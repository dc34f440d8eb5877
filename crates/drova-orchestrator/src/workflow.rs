//! Session workflow: provision, wait for the end, revert

use std::sync::Arc;

use drova_core::config::DrovaConfig;
use drova_core::error::DrovaError;
use drova_core::traits::{RemoteShell, SessionDirectory};

use crate::poller::SessionPoller;
use crate::provision::{default_patches, Patch, ProvisionReport, Provisioner};

/// Everything one rented machine needs: poller, provisioner and patches
pub struct SessionWorkflow {
    shell: Arc<dyn RemoteShell>,
    poller: SessionPoller,
    provisioner: Provisioner,
    patches: Vec<Patch>,
}

impl SessionWorkflow {
    pub fn new(
        shell: Arc<dyn RemoteShell>,
        directory: Arc<dyn SessionDirectory>,
        config: &DrovaConfig,
    ) -> Self {
        Self {
            poller: SessionPoller::new(Arc::clone(&shell), directory, &config.poll),
            provisioner: Provisioner::new(config),
            patches: default_patches(),
            shell,
        }
    }

    /// Replace the patch list
    pub fn with_patches(mut self, patches: Vec<Patch>) -> Self {
        self.patches = patches;
        self
    }

    pub fn poller(&mut self) -> &mut SessionPoller {
        &mut self.poller
    }

    /// Finish a desktop session left over from a previous run.
    ///
    /// Waits out an unreachable machine or directory at the poll interval.
    pub async fn recover(&mut self) -> Result<(), DrovaError> {
        if let Some(session) = self.poller.check_desktop_session().await? {
            tracing::info!(
                "Desktop session {} already running ({}), waiting for it to end",
                session.uuid,
                session.status
            );
            self.finish_session().await?;
        }
        Ok(())
    }

    /// Provision, wait for the session to end, then revert.
    ///
    /// Reverting happens even when waiting fails.
    pub async fn run_desktop_session(&mut self) -> Result<ProvisionReport, DrovaError> {
        tracing::info!("Provisioning for desktop session");
        let report = self
            .provisioner
            .run_before(self.shell.as_ref(), &self.patches)
            .await;
        if !report.is_clean() {
            tracing::warn!(
                "Provisioning incomplete (frozen: {}, failed: {:?})",
                report.frozen,
                report.failed
            );
        }

        self.finish_session().await?;
        Ok(report)
    }

    /// A failed wait is only logged once the revert went out; the machine is
    /// already rebooting.
    async fn finish_session(&mut self) -> Result<(), DrovaError> {
        let ended = self.poller.wait_for_session_end().await;
        let reverted = self.provisioner.run_after(self.shell.as_ref()).await;
        self.shell.close().await;

        match (ended, reverted) {
            (Ok(true), Ok(())) => tracing::info!("Session finished, machine reverted"),
            (Ok(false), Ok(())) => tracing::info!("Session gone, machine reverted"),
            (Err(e), Ok(())) => {
                tracing::warn!("Lost track of the session ({}), machine reverted anyway", e)
            }
            (_, Err(e)) => return Err(e),
        }
        Ok(())
    }

    /// Per-cycle error policy of the drivers: request a reboot when the
    /// remote agent needs one, then back off for one poll interval.
    pub async fn handle_error(&mut self, e: DrovaError) {
        if e.requires_reboot() {
            tracing::error!("{}", e);
            if let Err(reboot) = self.provisioner.reboot(self.shell.as_ref()).await {
                tracing::error!("Reboot request failed: {}", reboot);
            }
        } else if e.is_transient() {
            tracing::warn!("Machine unavailable: {}", e);
        } else {
            tracing::error!("Session cycle failed: {}", e);
        }
        tokio::time::sleep(self.poller.interval()).await;
    }
}
//! Core trait definitions

mod directory;
mod remote;

pub use directory::SessionDirectory;
pub use remote::{CommandOutput, RemoteShell};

________

» Goal of the exercise
An exact, line-for-line copy is required: from the line containing "reboot when the" through the final line of the listing above, both included, with nothing else.

» Solution to this task
    /// Per-cycle error policy of the drivers: request a reboot when the
    /// remote agent needs one, then back off for one poll interval.
    pub async fn handle_error(&mut self, e: DrovaError) {
        if e.requires_reboot() {
            tracing::error!("{}", e);
            if let Err(reboot) = self.provisioner.reboot(self.shell.as_ref()).await {
                tracing::error!("Reboot request failed: {}", reboot);
            }
        } else if e.is_transient() {
            tracing::warn!("Machine unavailable: {}", e);
        } else {
            tracing::error!("Session cycle failed: {}", e);
        }
        tokio::time::sleep(self.poller.interval()).await;
    }
}
//! Core trait definitions

mod directory;
mod remote;

pub use directory::SessionDirectory;
pub use remote::{CommandOutput, RemoteShell};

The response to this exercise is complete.